Acho (direito meu) que deve ocorrer uma turbulência política no Brasil, que pode impedir a realização de eleições em outubro próximo. Seria mais interessante para a Nação que surgisse uma ideia nova, revolucionária ou não, para desmanchar o quadro político nacional. O que está aí jamais seria o socialismo imbecil que Lula e seus seguidores desejam e muito menos chegaremos a uma democracia razoável com essa corja que desgraça com o país e que, certamente, o governador Paulo Hartung não concorda com o que assiste, a começar pela degradação da própria justiça. Francamente, alguém de bom senso, de equilíbrio, pode admitir que essa indecência que assistimos possa ser uma democracia decente? O episódio para a soltura de Lula, a forma com que José Dirceu, um pulha, um assaltante, foi solto é um escárnio, um negócio imoral que nenhum país onde existir um mínimo de seriedade possa aceitar.

 

O sr. Paulo Hartung, no meu entender, deve estar ansioso que chegue o fim do seu mandato, porque não está suportando esse mar de imoralidades que vem de Brasília e inunda todo país.

 

O tempo de espera que o sr. Hartung está dando a ele mesmo, tem motivo, merece respeito. Tem os que não possuem condições de deixar a política, a não ser que ela os deixe.

 

Continuo a afirmar que o povo brasileiro, aquela parcela consciente da tragédia que são as classes políticas e a justiça, juntas, preferem que haja uma intervenção séria, para afastar em definitivo, da vida pública essa gente de má fama.

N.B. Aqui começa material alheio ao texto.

//! Overlay modes: transient input handlers that get first chance at every
//! key while active.
//!
//! The editor holds at most one overlay. Handlers receive the overlay *by
//! value* and return the overlay state for the next keystroke: `Some(self)`
//! to stay, `Some(other)` to hand over, `None` to end modal input. A handler
//! that ends or replaces itself must run its own `exit` cleanup first — the
//! outgoing overlay's cleanup runs on every transition, including apply.

pub mod autocomplete_cycle;
pub mod extended;
pub mod isearch;
pub mod key_press;
pub mod line_edit;
pub mod macro_repeat;
pub mod region_indent;
pub mod view_op;

use crate::editor::Editor;
use core_events::KeyEvent;

pub use autocomplete_cycle::AutocompleteCycleMode;
pub use extended::ExtendedMode;
pub use isearch::IsearchMode;
pub use key_press::KeyPressMode;
pub use line_edit::{LineEditMode, LineEditOutcome, LineEditParams};
pub use macro_repeat::MacroRepeatMode;
pub use region_indent::RegionIndentMode;
pub use view_op::ViewOpMode;

pub enum Overlay {
    Extended(ExtendedMode),
    LineEdit(LineEditMode),
    Isearch(IsearchMode),
    AutocompleteCycle(AutocompleteCycleMode),
    ViewOp(ViewOpMode),
    MacroRepeat(MacroRepeatMode),
    KeyPress(KeyPressMode),
    RegionIndent(RegionIndentMode),
    Redo(RedoMode),
}

impl Overlay {
    /// First-chance key handling; returns the overlay for the next key.
    pub fn on_key(self, ed: &mut Editor, ev: &KeyEvent) -> Option<Overlay> {
        match self {
            Overlay::Extended(m) => m.on_key(ed, ev),
            Overlay::LineEdit(m) => m.on_key(ed, ev),
            Overlay::Isearch(m) => m.on_key(ed, ev),
            Overlay::AutocompleteCycle(m) => m.on_key(ed, ev),
            Overlay::ViewOp(m) => m.on_key(ed, ev),
            Overlay::MacroRepeat(m) => m.on_key(ed, ev),
            Overlay::KeyPress(m) => m.on_key(ed, ev),
            Overlay::RegionIndent(m) => m.on_key(ed, ev),
            Overlay::Redo(m) => m.on_key(ed, ev),
        }
    }

    /// Cleanup on dismissal or replacement.
    pub fn exit(self, ed: &mut Editor) {
        match self {
            Overlay::LineEdit(m) => m.exit(ed),
            Overlay::Isearch(m) => m.exit(ed),
            Overlay::RegionIndent(m) => m.exit(ed),
            _ => {}
        }
    }

    /// Paint the overlay's own area onto the editor's composed grid.
    pub fn draw(&mut self, ed: &mut Editor) {
        match self {
            Overlay::LineEdit(m) => m.draw(ed),
            Overlay::Isearch(m) => m.draw(ed),
            Overlay::ViewOp(m) => m.draw(ed),
            _ => {}
        }
    }

    pub fn on_resize(&mut self, ed: &mut Editor, w: usize, h: usize) {
        match self {
            Overlay::LineEdit(m) => m.on_resize(ed, w, h),
            Overlay::Isearch(m) => m.on_resize(ed, w, h),
            _ => {}
        }
    }

    /// Whether the overlay owns the hardware cursor.
    pub fn needs_cursor(&self) -> bool {
        matches!(
            self,
            Overlay::LineEdit(_) | Overlay::Isearch(_) | Overlay::ViewOp(_)
        )
    }

    pub fn cursor_position(&self, ed: &Editor) -> Option<(usize, usize)> {
        match self {
            Overlay::LineEdit(m) => Some(m.cursor_position(ed)),
            Overlay::Isearch(m) => Some(m.cursor_position(ed)),
            // the view-op overlay hides the cursor
            Overlay::ViewOp(_) => None,
            _ => None,
        }
    }
}

/// After a redo, a bare `C-/` redoes again; any other key falls through to
/// normal handling.
pub struct RedoMode;

impl RedoMode {
    pub fn on_key(self, ed: &mut Editor, ev: &KeyEvent) -> Option<Overlay> {
        if crate::command::is_undo_chord(ev) {
            crate::editops::exec(ed.active_view_mut(), crate::command::Command::Redo);
            return Some(Overlay::Redo(self));
        }
        ed.on_key(ev)
    }
}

Tem gente boa no meio? Tem , mas é muito pouco...

 

Se ocorrerem eleições, o que não acredito, acho que não devam ocorrer, a extraordinária maioria da classe política será chutada do poder e, no meu entender, o sr. Hartung não merece estar nesse meio porque ele, pelo que sempre me pareceu, é um homem muito acima dessa gente toda que anda por aí.

 

Aliás, o Brasil não tem muito o que buscar de grandioso e muito menos gratificante em sua classe política. Desde priscas eras, ela nunca prestou para nada. Pode prestar com quase 40 partidos assaltando o poder?